_PROBLEM STATEMENT_
Where a line of the following data contains the string "categories", include it in the tally. Report the total alone.

[Records excerpted from a collection]
::::::::

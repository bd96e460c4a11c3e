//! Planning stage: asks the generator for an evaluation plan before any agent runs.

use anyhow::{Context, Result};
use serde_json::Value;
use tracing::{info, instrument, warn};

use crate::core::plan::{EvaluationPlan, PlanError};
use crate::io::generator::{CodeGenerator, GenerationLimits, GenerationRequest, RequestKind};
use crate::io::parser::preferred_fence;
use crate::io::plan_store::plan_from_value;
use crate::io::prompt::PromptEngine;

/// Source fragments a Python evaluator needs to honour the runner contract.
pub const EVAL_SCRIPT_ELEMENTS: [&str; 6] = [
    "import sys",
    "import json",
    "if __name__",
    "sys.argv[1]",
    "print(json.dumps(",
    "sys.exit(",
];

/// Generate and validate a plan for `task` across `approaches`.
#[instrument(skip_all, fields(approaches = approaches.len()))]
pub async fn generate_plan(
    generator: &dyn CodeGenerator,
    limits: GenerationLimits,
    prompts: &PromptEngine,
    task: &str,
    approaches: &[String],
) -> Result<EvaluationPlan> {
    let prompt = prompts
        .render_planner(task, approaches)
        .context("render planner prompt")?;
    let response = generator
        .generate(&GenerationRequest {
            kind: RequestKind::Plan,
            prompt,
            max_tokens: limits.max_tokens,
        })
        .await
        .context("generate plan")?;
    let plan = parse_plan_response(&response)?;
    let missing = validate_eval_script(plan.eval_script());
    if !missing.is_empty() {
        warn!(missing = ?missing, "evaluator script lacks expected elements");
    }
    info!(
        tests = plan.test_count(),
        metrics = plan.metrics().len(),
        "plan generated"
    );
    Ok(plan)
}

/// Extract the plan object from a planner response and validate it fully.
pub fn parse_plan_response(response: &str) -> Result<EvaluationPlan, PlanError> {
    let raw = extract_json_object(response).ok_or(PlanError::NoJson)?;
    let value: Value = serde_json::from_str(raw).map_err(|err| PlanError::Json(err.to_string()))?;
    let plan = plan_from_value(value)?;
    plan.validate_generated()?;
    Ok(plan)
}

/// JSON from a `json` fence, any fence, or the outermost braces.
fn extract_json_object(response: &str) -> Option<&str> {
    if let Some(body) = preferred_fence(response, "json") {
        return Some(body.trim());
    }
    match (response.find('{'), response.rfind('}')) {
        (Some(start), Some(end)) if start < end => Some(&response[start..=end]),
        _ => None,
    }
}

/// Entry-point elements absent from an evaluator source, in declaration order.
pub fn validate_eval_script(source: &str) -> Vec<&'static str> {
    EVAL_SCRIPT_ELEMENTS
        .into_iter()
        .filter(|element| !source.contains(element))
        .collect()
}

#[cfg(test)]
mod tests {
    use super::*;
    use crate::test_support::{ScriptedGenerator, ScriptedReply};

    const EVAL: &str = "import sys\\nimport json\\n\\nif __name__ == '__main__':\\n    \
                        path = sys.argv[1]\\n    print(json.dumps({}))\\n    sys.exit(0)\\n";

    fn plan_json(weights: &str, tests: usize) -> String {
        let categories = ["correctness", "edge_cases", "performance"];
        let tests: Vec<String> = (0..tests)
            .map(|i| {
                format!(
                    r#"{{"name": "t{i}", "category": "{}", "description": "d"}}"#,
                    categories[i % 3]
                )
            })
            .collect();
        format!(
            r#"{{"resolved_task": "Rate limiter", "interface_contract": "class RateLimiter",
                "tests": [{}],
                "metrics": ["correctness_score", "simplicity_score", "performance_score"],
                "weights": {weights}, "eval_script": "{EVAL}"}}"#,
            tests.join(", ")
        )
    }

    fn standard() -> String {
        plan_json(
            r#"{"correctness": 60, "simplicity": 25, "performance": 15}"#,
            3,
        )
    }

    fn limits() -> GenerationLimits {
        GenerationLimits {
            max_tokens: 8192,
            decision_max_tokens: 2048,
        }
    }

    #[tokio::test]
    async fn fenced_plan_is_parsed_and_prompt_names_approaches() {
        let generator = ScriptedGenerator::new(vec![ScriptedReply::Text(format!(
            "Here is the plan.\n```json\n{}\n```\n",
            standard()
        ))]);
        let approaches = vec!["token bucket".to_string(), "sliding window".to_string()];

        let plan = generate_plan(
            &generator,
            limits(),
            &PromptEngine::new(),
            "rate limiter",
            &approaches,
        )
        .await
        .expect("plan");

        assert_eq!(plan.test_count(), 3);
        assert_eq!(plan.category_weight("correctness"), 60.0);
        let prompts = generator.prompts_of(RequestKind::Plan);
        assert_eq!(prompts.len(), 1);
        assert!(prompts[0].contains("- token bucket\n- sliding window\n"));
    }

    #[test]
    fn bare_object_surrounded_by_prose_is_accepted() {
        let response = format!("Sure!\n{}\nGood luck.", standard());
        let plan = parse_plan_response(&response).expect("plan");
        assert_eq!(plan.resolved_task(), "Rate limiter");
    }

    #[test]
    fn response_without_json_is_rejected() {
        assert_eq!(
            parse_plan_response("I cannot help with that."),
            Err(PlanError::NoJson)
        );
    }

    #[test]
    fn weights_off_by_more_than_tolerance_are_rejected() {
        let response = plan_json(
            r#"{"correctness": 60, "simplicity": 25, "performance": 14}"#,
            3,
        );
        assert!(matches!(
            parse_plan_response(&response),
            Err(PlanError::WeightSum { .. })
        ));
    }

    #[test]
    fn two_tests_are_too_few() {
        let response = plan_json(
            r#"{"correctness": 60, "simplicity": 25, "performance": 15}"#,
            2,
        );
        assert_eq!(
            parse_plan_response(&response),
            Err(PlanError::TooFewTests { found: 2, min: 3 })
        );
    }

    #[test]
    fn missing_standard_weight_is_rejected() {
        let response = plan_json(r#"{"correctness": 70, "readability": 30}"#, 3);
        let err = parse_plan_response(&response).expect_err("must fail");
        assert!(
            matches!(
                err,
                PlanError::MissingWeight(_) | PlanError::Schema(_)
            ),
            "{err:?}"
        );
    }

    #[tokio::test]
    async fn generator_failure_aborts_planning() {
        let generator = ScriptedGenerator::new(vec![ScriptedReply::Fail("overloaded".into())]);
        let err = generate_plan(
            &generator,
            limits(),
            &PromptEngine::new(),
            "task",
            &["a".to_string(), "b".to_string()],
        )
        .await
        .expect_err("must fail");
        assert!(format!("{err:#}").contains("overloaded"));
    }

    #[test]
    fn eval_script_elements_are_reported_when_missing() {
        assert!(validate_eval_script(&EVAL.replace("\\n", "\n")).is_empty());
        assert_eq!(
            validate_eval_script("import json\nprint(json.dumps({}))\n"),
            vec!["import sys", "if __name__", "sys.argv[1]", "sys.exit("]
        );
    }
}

::::::::

_SOLUTION TO THIS EXERCISE_
2